# Canon to announce RF mount cinema lenses alongside the Cinema EOS C300S and Cinema EOS C500S



## Canon Rumors Guy (May 14, 2021)

> Last month I reported that Canon would be bringing three new Cinema EOS cameras including the Cinema EOS C300S and Cinema EOS C500S that will shoot in 8K, as well as a new dynamic range monster in the Cinema EOS C700DR, which is rumored to have 20+ stops of dynamic range.
> Secondly, back in March, I reported that Canon would launch a line of RF mount prime lenses, and I now know which focal lengths we should expect.
> The new RF prime lenses will have the same character as the Sumire line of Cinema Prime lenses from Canon.
> Canon RF Mount...



Continue reading...


----------



## TonyNorthrup (May 14, 2021)

Do you think we'll get non-Cine versions of these lenses? I'd bet anything the T/1.3 lenses will be f/1.2, and T/1.5 will be f/1.4. That'll put Canon really far ahead of everyone else in the field of fast pro glass. Can you imagine astrophotographers choosing between a 14mm and 18mm f/1.4, gathering a full stop more light than any other platform? Really big news.


----------



## Canon Rumors Guy (May 14, 2021)

TonyNorthrup said:


> Do you think we'll get non-Cine versions of these lenses? I'd bet anything the T/1.3 lenses will be f/1.2, and T/1.5 will be f/1.4. That'll put Canon really far ahead of everyone else in the field of fast pro glass. Can you imagine astrophotographers choosing between a 14mm and 18mm f/1.4, gathering a full stop more light than any other platform? Really big news.

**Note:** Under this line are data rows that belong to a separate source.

#![cfg(feature = "test-utils")]
use tagsql::prelude::*;
use tagsql::test_utils::FailurePoint;

fn session() -> SqlSession<MemoryConnector> {
    let config = DbConfig::new("localhost", "app", "", "testdb");
    SqlSession::new(MemoryConnector::new(), config)
}

fn session_with_table() -> SqlSession<MemoryConnector> {
    let mut s = session();
    s.run("CREATE TABLE pets (id, name, age)", ParamDescriptor::none())
        .unwrap();
    s
}

#[test]
fn arity_mismatch_never_reaches_the_driver() {
    let mut s = session_with_table();
    let binds_before = s.connect().bind_count();
    let executes_before = s.connect().execute_count();

    let err = s
        .run(
            "INSERT INTO pets (name, age) VALUES (?, ?)",
            ParamDescriptor::row("i", vec![FieldValue::Int(3)]),
        )
        .unwrap_err();
    assert!(matches!(
        err,
        TagSqlError::BindArity {
            placeholders: 2,
            params: 1,
            types: 1,
        }
    ));
    assert_eq!(
        err.to_string(),
        "parameter mismatch: placeholders=2, params=1, types=1"
    );

    // The statement was prepared, then dropped without bind or execute.
    let conn = s.connect();
    assert_eq!(conn.bind_count(), binds_before);
    assert_eq!(conn.execute_count(), executes_before);
}

#[test]
fn empty_tags_with_placeholders_is_an_arity_error() {
    let mut s = session_with_table();
    let err = s
        .run(
            "SELECT name FROM pets WHERE id = ?",
            ParamDescriptor::row("", vec![FieldValue::Int(1)]),
        )
        .unwrap_err();
    assert!(matches!(
        err,
        TagSqlError::BindArity {
            placeholders: 1,
            params: 1,
            types: 0,
        }
    ));
}

#[test]
fn row_groups_on_a_plain_statement_are_rejected() {
    let mut s = session_with_table();

    // The multi-row flag only unlocks the batch path for inserts; row
    // groups behind any other verb fail the single-row shape check.
    let executes_before = s.connect().execute_count();
    let request = QueryRequest::multi_insert(
        "UPDATE pets SET age = ? WHERE id = ?",
        ParamDescriptor::rows("ii", vec![vec![FieldValue::Int(1), FieldValue::Int(2)]]),
    );
    let err = s.query(request).unwrap_err();
    assert!(matches!(err, TagSqlError::BindArity { .. }));
    assert_eq!(s.connect().execute_count(), executes_before);
}

#[test]
fn prepare_rejection_is_surfaced_and_recorded() {
    let mut s = session();
    let err = s
        .run("SELECT * FROM missing", ParamDescriptor::none())
        .unwrap_err();
    let TagSqlError::Prepare(driver) = err else {
        panic!("expected a prepare error, got {err}");
    };
    assert_eq!(driver.code, 1146);

    // Telemetry still describes the failed call.
    assert_eq!(s.telemetry().last_sql, "SELECT * FROM missing");
    assert_eq!(s.telemetry().last_row_count, 0);
}

#[test]
fn injected_driver_failures_map_to_their_variants() {
    let mut s = session_with_table();

    s.connect().fail_next(FailurePoint::Bind, 2027, "malformed packet");
    let err = s
        .run(
            "INSERT INTO pets (name) VALUES (?)",
            ParamDescriptor::row("s", vec![FieldValue::Text("rex".into())]),
        )
        .unwrap_err();
    assert!(matches!(err, TagSqlError::Bind(_)));

    s.connect().fail_next(FailurePoint::Execute, 1213, "deadlock found");
    let err = s
        .run(
            "INSERT INTO pets (name) VALUES (?)",
            ParamDescriptor::row("s", vec![FieldValue::Text("rex".into())]),
        )
        .unwrap_err();
    assert!(matches!(err, TagSqlError::Execute(_)));

    s.connect().fail_next(FailurePoint::DescribeColumns, 2053, "no result metadata");
    let err = s
        .run("SELECT name FROM pets", ParamDescriptor::none())
        .unwrap_err();
    assert!(matches!(err, TagSqlError::BindResult(_)));

    s.connect().fail_next(FailurePoint::Fetch, 2013, "lost connection during query");
    let err = s
        .run("SELECT name FROM pets", ParamDescriptor::none())
        .unwrap_err();
    assert!(matches!(err, TagSqlError::BindResult(_)));
}

#[test]
fn session_survives_failures_and_stays_usable() -> Result<(), Box<dyn std::error::Error>> {
    let mut s = session_with_table();

    s.connect().fail_next(FailurePoint::Execute, 1213, "deadlock found");
    assert!(s
        .run(
            "INSERT INTO pets (name) VALUES (?)",
            ParamDescriptor::row("s", vec![FieldValue::Text("rex".into())]),
        )
        .is_err());

    // Same session, next call goes through.
    let outcome = s.run(
        "INSERT INTO pets (name) VALUES (?)",
        ParamDescriptor::row("s", vec![FieldValue::Text("rex".into())]),
    )?;
    assert_eq!(outcome.as_insert_id(), Some(1));
    Ok(())
}

#[test]
fn every_prepared_statement_is_released() -> Result<(), Box<dyn std::error::Error>> {
    let mut s = session_with_table();

    // One success, one arity failure, one execute failure.
    s.run(
        "INSERT INTO pets (name) VALUES (?)",
        ParamDescriptor::row("s", vec![FieldValue::Text("rex".into())]),
    )?;
    let _ = s.run(
        "INSERT INTO pets (name, age) VALUES (?, ?)",
        ParamDescriptor::row("s", vec![FieldValue::Text("rex".into())]),
    );
    s.connect().fail_next(FailurePoint::Execute, 1213, "deadlock found");
    let _ = s.run(
        "DELETE FROM pets WHERE id = ?",
        ParamDescriptor::row("i", vec![FieldValue::Int(1)]),
    );

    let conn = s.connect();
    assert_eq!(conn.prepare_count(), conn.released_count());
    Ok(())
}

#[test]
fn batch_stops_on_width_mismatch_and_reports_the_row() {
    let mut s = session_with_table();

    let outcome = s
        .run_multi_insert(
            "INSERT INTO pets (name, age) VALUES (?, ?)",
            "si",
            vec![
                vec![FieldValue::Text("rex".into()), FieldValue::Int(3)],
                vec![FieldValue::Text("milo".into()), FieldValue::Int(5)],
                vec![FieldValue::Text("bella".into())],
                vec![FieldValue::Text("luna".into()), FieldValue::Int(2)],
                vec![FieldValue::Text("nori".into()), FieldValue::Int(4)],
            ],
        )
        .unwrap();
    let entries = outcome.as_batch().unwrap();

    // Two commits, then the inline width error; the last two rows are never
    // attempted.
    assert_eq!(entries.len(), 3);
    assert_eq!(*entries[0].as_ref().unwrap(), 1);
    assert_eq!(*entries[1].as_ref().unwrap(), 2);
    let err = entries[2].as_ref().unwrap_err();
    assert!(matches!(
        err,
        TagSqlError::RowWidth {
            row: 3,
            expected: 2,
            got: 1,
        }
    ));
    assert_eq!(err.to_string(), "row 3 has 1 values, expected 2");

    // Committed rows are visible; telemetry keeps the last good id.
    assert_eq!(s.telemetry().last_insert_id, 2);
    let outcome = s
        .run("SELECT id FROM pets", ParamDescriptor::none())
        .unwrap();
    assert_eq!(outcome.as_rows().unwrap().len(), 2);
}

#[test]
fn batch_continues_past_an_execute_failure() {
    let mut s = session_with_table();

    // Fail the second row's execute; rows one and three still commit.
    s.connect()
        .fail_after(FailurePoint::Execute, 1, 1062, "duplicate entry");
    let outcome = s
        .run_multi_insert(
            "INSERT INTO pets (name, age) VALUES (?, ?)",
            "si",
            vec![
                vec![FieldValue::Text("rex".into()), FieldValue::Int(3)],
                vec![FieldValue::Text("milo".into()), FieldValue::Int(5)],
                vec![FieldValue::Text("bella".into()), FieldValue::Int(2)],
            ],
        )
        .unwrap();
    let entries = outcome.as_batch().unwrap();

    assert_eq!(entries.len(), 3);
    assert_eq!(*entries[0].as_ref().unwrap(), 1);
    assert!(matches!(entries[1], Err(TagSqlError::Execute(_))));
    assert_eq!(*entries[2].as_ref().unwrap(), 2);
    assert_eq!(s.telemetry().last_insert_id, 2);
}

#[test]
fn first_batch_row_with_wrong_width_fails_the_whole_call() {
    let mut s = session_with_table();
    let executes_before = s.connect().execute_count();
    let err = s
        .run_multi_insert(
            "INSERT INTO pets (name, age) VALUES (?, ?)",
            "si",
            vec![vec![FieldValue::Text("rex".into())]],
        )
        .unwrap_err();
    assert!(matches!(
        err,
        TagSqlError::BindArity {
            placeholders: 2,
            params: 1,
            types: 2,
        }
    ));
    assert_eq!(s.connect().execute_count(), executes_before);
}

#[test]
fn empty_batch_fails_the_whole_call() {
    let mut s = session_with_table();
    let err = s
        .run_multi_insert("INSERT INTO pets (name, age) VALUES (?, ?)", "si", vec![])
        .unwrap_err();
    assert!(matches!(
        err,
        TagSqlError::BindArity {
            placeholders: 2,
            params: 0,
            types: 2,
        }
    ));
}

#[test]
#[should_panic(expected = "database connection failed")]
fn connection_failure_is_fatal() {
    let config = DbConfig::new("unreachable.host", "app", "", "testdb");
    let mut s = SqlSession::new(MemoryConnector::failing(), config);
    let _ = s.run("SELECT 1", ParamDescriptor::none());
}
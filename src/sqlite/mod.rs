// SQLite adapter - maps the driver traits onto rusqlite
//
// Split into sub-modules:
// - connection: connector and established client
// - params: value conversion between engine and SQLite types
// - statement: the prepared-statement handle

pub mod connection;
pub mod params;
pub mod statement;

pub use connection::{SqliteClient, SqliteConnector};
pub use statement::SqliteStatement;
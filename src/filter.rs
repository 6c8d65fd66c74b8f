//! Conjunctive respondent filtering.
//!
//! Every supplied criterion must hold for a record to pass. Empty strings
//! are treated as "not supplied", matching how the agent sends blank
//! arguments. The engine never mutates its input.

use serde::{Deserialize, Serialize};

use crate::loader::RespondentRecord;
use crate::scoring::{attitude_score, behavioral_intention_score};
use crate::survey::leading_int;

/// Predicate bag; `None` fields are ignored.
#[derive(Debug, Clone, Default, PartialEq, Serialize, Deserialize)]
#[serde(rename_all = "camelCase", default)]
pub struct FilterCriteria {
    pub occupation: Option<String>,
    pub gender: Option<String>,
    /// `"18-25"`, `"50-"`, `"50"`, `"50+"` or `"50以上"`.
    pub age_range: Option<String>,
    pub min_attitude_score: Option<f64>,
    pub max_attitude_score: Option<f64>,
    pub min_behavioral_intention_score: Option<f64>,
    pub max_behavioral_intention_score: Option<f64>,
    pub awareness_of_route_adjustment: Option<String>,
    pub plan_to_use_adjusted_route: Option<String>,
    pub commute_change: Option<String>,
    pub residence_district: Option<String>,
    pub work_district: Option<String>,
    /// Short-circuits every other field and returns the full collection.
    pub reset_filter: Option<bool>,
}

impl FilterCriteria {
    pub fn reset() -> Self {
        Self {
            reset_filter: Some(true),
            ..Default::default()
        }
    }

    pub fn is_reset(&self) -> bool {
        self.reset_filter.unwrap_or(false)
    }
}

/// Inclusive age bounds; `max == None` is unbounded above.
#[derive(Debug, Clone, Copy, PartialEq, Eq)]
pub struct AgeRange {
    pub min: u32,
    pub max: Option<u32>,
}

impl AgeRange {
    /// Parses `"min-max"` or an open-ended `"min"`.
    ///
    /// A missing or zero upper bound means no upper bound. Returns `None`
    /// when the lower bound is not a number.
    pub fn parse(text: &str) -> Option<Self> {
        let text = text.trim();
        let (min_part, max_part) = match text.split_once('-') {
            Some((min, max)) => (min.trim(), Some(max.trim())),
            None => (text, None),
        };

        let min = if min_part.is_empty() {
            0
        } else {
            u32::try_from(leading_int(min_part)?).ok()?
        };
        let max = max_part
            .and_then(leading_int)
            .and_then(|m| u32::try_from(m).ok())
            .filter(|&m| m > 0);

        Some(AgeRange { min, max })
    }

    pub fn contains(&self, age: u32) -> bool {
        age >= self.min && self.max.is_none_or(|max| age <= max)
    }
}

/// Inclusive score window; either side may be open.
#[derive(Debug, Clone, Copy, PartialEq)]
struct ScoreBounds {
    min: Option<f64>,
    max: Option<f64>,
}

impl ScoreBounds {
    fn new(min: Option<f64>, max: Option<f64>) -> Option<Self> {
        (min.is_some() || max.is_some()).then_some(Self { min, max })
    }

    fn contains(&self, score: f64) -> bool {
        self.min.is_none_or(|min| score >= min) && self.max.is_none_or(|max| score <= max)
    }
}

/// [`FilterCriteria`] resolved once so matching a record is cheap.
#[derive(Debug, Clone)]
pub struct RespondentFilter<'c> {
    criteria: &'c FilterCriteria,
    age: Option<Option<AgeRange>>,
    attitude: Option<ScoreBounds>,
    intention: Option<ScoreBounds>,
}

impl<'c> RespondentFilter<'c> {
    pub fn new(criteria: &'c FilterCriteria) -> Self {
        RespondentFilter {
            criteria,
            age: supplied(&criteria.age_range).map(AgeRange::parse),
            attitude: ScoreBounds::new(criteria.min_attitude_score, criteria.max_attitude_score),
            intention: ScoreBounds::new(
                criteria.min_behavioral_intention_score,
                criteria.max_behavioral_intention_score,
            ),
        }
    }

    pub fn matches(&self, record: &RespondentRecord) -> bool {
        let c = self.criteria;
        if c.is_reset() {
            return true;
        }

        let profile = &record.profile;
        let survey = &record.survey;

        if !equals(&c.occupation, &profile.occupation)
            || !equals(&c.gender, profile.gender.as_str())
            || !equals(&c.residence_district, &profile.residence_district)
            || !equals(&c.work_district, &profile.work_district)
            || !equals(
                &c.awareness_of_route_adjustment,
                &survey.scenario.awareness_of_route_adjustment,
            )
            || !equals(
                &c.plan_to_use_adjusted_route,
                &survey.scenario.plan_to_use_adjusted_route,
            )
            || !equals(&c.commute_change, &survey.actual_behavior.commute_change)
        {
            return false;
        }

        match self.age {
            // an unreadable range matches nobody
            Some(None) => return false,
            Some(Some(range)) if !range.contains(profile.age) => return false,
            _ => {}
        }

        if let Some(bounds) = self.attitude {
            if !bounds.contains(attitude_score(survey)) {
                return false;
            }
        }

        if let Some(bounds) = self.intention {
            if !bounds.contains(behavioral_intention_score(survey)) {
                return false;
            }
        }

        true
    }
}

fn supplied(value: &Option<String>) -> Option<&str> {
    value.as_deref().filter(|v| !v.is_empty())
}

fn equals(expected: &Option<String>, actual: &str) -> bool {
    supplied(expected).is_none_or(|e| e == actual)
}

/// Returns the records of `data` matching every supplied criterion, in
/// their original order.
pub fn filter_respondents<'a>(
    data: &'a [RespondentRecord],
    criteria: &FilterCriteria,
) -> Vec<&'a RespondentRecord> {
    let filter = RespondentFilter::new(criteria);
    data.iter().filter(|r| filter.matches(r)).collect()
}

/// Same as [`filter_respondents`] but yields positions into `data`.
pub fn filter_indices(data: &[RespondentRecord], criteria: &FilterCriteria) -> Vec<usize> {
    let filter = RespondentFilter::new(criteria);
    data.iter()
        .enumerate()
        .filter(|(_, r)| filter.matches(r))
        .map(|(i, _)| i)
        .collect()
}

#[cfg(test)]
mod tests {
    use super::*;
    use crate::loader::{Gender, Location, Profile};
    use crate::survey::SurveyRecord;

    fn respondent(gender: Gender, age: u32, occupation: &str, attitude: u8) -> RespondentRecord {
        let mut survey = SurveyRecord::default();
        survey.behavior.attitude.better_experience = attitude;
        survey.behavior.behavioral_intention.plan_to_use_more = attitude;
        RespondentRecord {
            location: Location { lat: 31.2, lng: 121.5 },
            raw_fields: Vec::new(),
            profile: Profile {
                gender,
                age,
                occupation: occupation.to_string(),
                ..Default::default()
            },
            survey,
        }
    }

    fn sample() -> Vec<RespondentRecord> {
        vec![
            respondent(Gender::Female, 20, "学生", 5),
            respondent(Gender::Male, 22, "学生", 2),
            respondent(Gender::Female, 30, "上班族", 3),
            respondent(Gender::Female, 25, "上班族", 0),
            respondent(Gender::Male, 67, "退休人员", 4),
            respondent(Gender::Female, 18, "学生", 1),
        ]
    }

    #[test]
    fn test_reset_returns_everything_in_order() {
        let data = sample();
        let criteria = FilterCriteria {
            gender: Some("男".to_string()),
            occupation: Some("nobody".to_string()),
            reset_filter: Some(true),
            ..Default::default()
        };
        let result = filter_respondents(&data, &criteria);

        assert_eq!(result.len(), data.len());
        for (a, b) in result.iter().zip(&data) {
            assert!(std::ptr::eq(*a, b));
        }
    }

    #[test]
    fn test_no_criteria_keeps_everything() {
        let data = sample();
        assert_eq!(filter_respondents(&data, &FilterCriteria::default()).len(), data.len());
    }

    #[test]
    fn test_gender_and_age_are_conjunctive() {
        let data = sample();
        let criteria = FilterCriteria {
            gender: Some("女".to_string()),
            age_range: Some("18-25".to_string()),
            ..Default::default()
        };
        let result = filter_respondents(&data, &criteria);

        assert_eq!(result.len(), 3);
        for r in result {
            assert_eq!(r.profile.gender, Gender::Female);
            assert!((18..=25).contains(&r.profile.age));
        }
    }

    #[test]
    fn test_age_range_parsing() {
        assert_eq!(AgeRange::parse("18-25"), Some(AgeRange { min: 18, max: Some(25) }));
        assert_eq!(AgeRange::parse("50-"), Some(AgeRange { min: 50, max: None }));
        assert_eq!(AgeRange::parse("50"), Some(AgeRange { min: 50, max: None }));
        assert_eq!(AgeRange::parse("50+"), Some(AgeRange { min: 50, max: None }));
        assert_eq!(AgeRange::parse("50以上"), Some(AgeRange { min: 50, max: None }));
        assert_eq!(AgeRange::parse("-25"), Some(AgeRange { min: 0, max: Some(25) }));
        assert_eq!(AgeRange::parse("young"), None);
    }

    #[test]
    fn test_open_ended_age_range() {
        let data = sample();
        for range in ["50-", "50"] {
            let criteria = FilterCriteria {
                age_range: Some(range.to_string()),
                ..Default::default()
            };
            let result = filter_respondents(&data, &criteria);
            assert_eq!(result.len(), 1);
            assert_eq!(result[0].profile.age, 67);
        }
    }

    #[test]
    fn test_age_bounds_are_inclusive() {
        let range = AgeRange::parse("18-25").unwrap();
        assert!(range.contains(18));
        assert!(range.contains(25));
        assert!(!range.contains(26));
        assert!(!range.contains(17));
    }

    #[test]
    fn test_unreadable_age_range_matches_nothing() {
        let data = sample();
        let criteria = FilterCriteria {
            age_range: Some("young".to_string()),
            ..Default::default()
        };
        assert!(filter_respondents(&data, &criteria).is_empty());
    }

    #[test]
    fn test_attitude_bounds() {
        let data = sample();
        let min_only = FilterCriteria {
            min_attitude_score: Some(3.0),
            ..Default::default()
        };
        assert_eq!(filter_respondents(&data, &min_only).len(), 3);

        let max_only = FilterCriteria {
            max_attitude_score: Some(2.0),
            ..Default::default()
        };
        // the unanswered respondent scores 0 and passes a max-only bound
        assert_eq!(filter_respondents(&data, &max_only).len(), 3);

        let window = FilterCriteria {
            min_attitude_score: Some(2.0),
            max_attitude_score: Some(4.0),
            ..Default::default()
        };
        assert_eq!(filter_respondents(&data, &window).len(), 3);
    }

    #[test]
    fn test_behavioral_intention_bounds() {
        let data = sample();
        let criteria = FilterCriteria {
            min_behavioral_intention_score: Some(4.0),
            ..Default::default()
        };
        let result = filter_respondents(&data, &criteria);
        assert_eq!(result.len(), 2);
    }

    #[test]
    fn test_empty_strings_are_ignored() {
        let data = sample();
        let criteria = FilterCriteria {
            occupation: Some(String::new()),
            ..Default::default()
        };
        assert_eq!(filter_respondents(&data, &criteria).len(), data.len());
    }

    #[test]
    fn test_survey_field_equality() {
        let mut data = sample();
        data[2].survey.actual_behavior.commute_change = "改乘地铁".to_string();
        data[3].survey.scenario.plan_to_use_adjusted_route = "是".to_string();

        let commute = FilterCriteria {
            commute_change: Some("改乘地铁".to_string()),
            ..Default::default()
        };
        assert_eq!(filter_indices(&data, &commute), vec![2]);

        let plan = FilterCriteria {
            plan_to_use_adjusted_route: Some("是".to_string()),
            ..Default::default()
        };
        assert_eq!(filter_indices(&data, &plan), vec![3]);
    }

    #[test]
    fn test_district_equality() {
        let mut data = sample();
        data[0].profile.residence_district = "徐汇区".to_string();
        data[1].profile.work_district = "徐汇区".to_string();

        let residence = FilterCriteria {
            residence_district: Some("徐汇区".to_string()),
            ..Default::default()
        };
        assert_eq!(filter_indices(&data, &residence), vec![0]);

        let work = FilterCriteria {
            work_district: Some("徐汇区".to_string()),
            ..Default::default()
        };
        assert_eq!(filter_indices(&data, &work), vec![1]);
    }

    #[test]
    fn test_criteria_from_camel_case_json() {
        let criteria: FilterCriteria = serde_json::from_str(
            r#"{"gender": "女", "ageRange": "18-25", "minAttitudeScore": 3, "resetFilter": false}"#,
        )
        .unwrap();

        assert_eq!(criteria.gender.as_deref(), Some("女"));
        assert_eq!(criteria.age_range.as_deref(), Some("18-25"));
        assert_eq!(criteria.min_attitude_score, Some(3.0));
        assert!(!criteria.is_reset());
    }
}
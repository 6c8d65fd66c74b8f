//! Survey respondent pipeline for the bus-route adjustment dashboard.
//!
//! Loads the survey CSV into typed records, filters and scores them, and
//! aggregates them into administrative areas for the map and the agent.

pub mod actions;
pub mod district;
pub mod fetch;
pub mod filter;
pub mod lines;
pub mod loader;
pub mod marker;
pub mod output;
pub mod parser;
pub mod scoring;
pub mod session;
pub mod spatial;
pub mod survey;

It's a different design team and cinema lenses are designed very differently. There are prime lenses coming that will interest you.


----------



## CanonGrunt (May 14, 2021)

18mm instead of 20mm. Seems they are really trying to give them the K35 vibe in every way. I’m all for it. 14 & 18 at T/1.5 would be amazing on the C70 and other super 35 cinema cameras. I wish they would throw a macro prime in there like zeiss has in their lineup though. Canon never did that in their cinema side. Great to see the 100mm. Sadly no 28. I prefer a 28 over a 24.


----------



## EOS 4 Life (May 14, 2021)

I would say that a swappable mount is an absolute must for the C700S which makes me wonder whether C300S and C500S will have swappable mounts as well.
Canon sells mount for a lot more money than adapters so it kind of would be silly of them not to.
(Though I can see more C300S users opting for focal reducers instead of swapping mounts)


----------



## rontele7 (May 14, 2021)

So does this mean C500ii/C300iii owners are never going to get even ONE firmware update?

Who does Canon think will be buying these new cameras, if they burn all the current owners?

The $15k-$20k camera market is small and highly competitive, and you’ve got to take care of your customers.


----------



## privatebydesign (May 14, 2021)

rontele7 said:


> So does this mean C500ii/C300iii owners are never going to get even ONE firmware update?
> 
> Who does Canon think will be buying these new cameras, if they burn all the current owners?
> 
> The $15k-$20k camera market is small and highly competitive, and you’ve got to take care of your customers.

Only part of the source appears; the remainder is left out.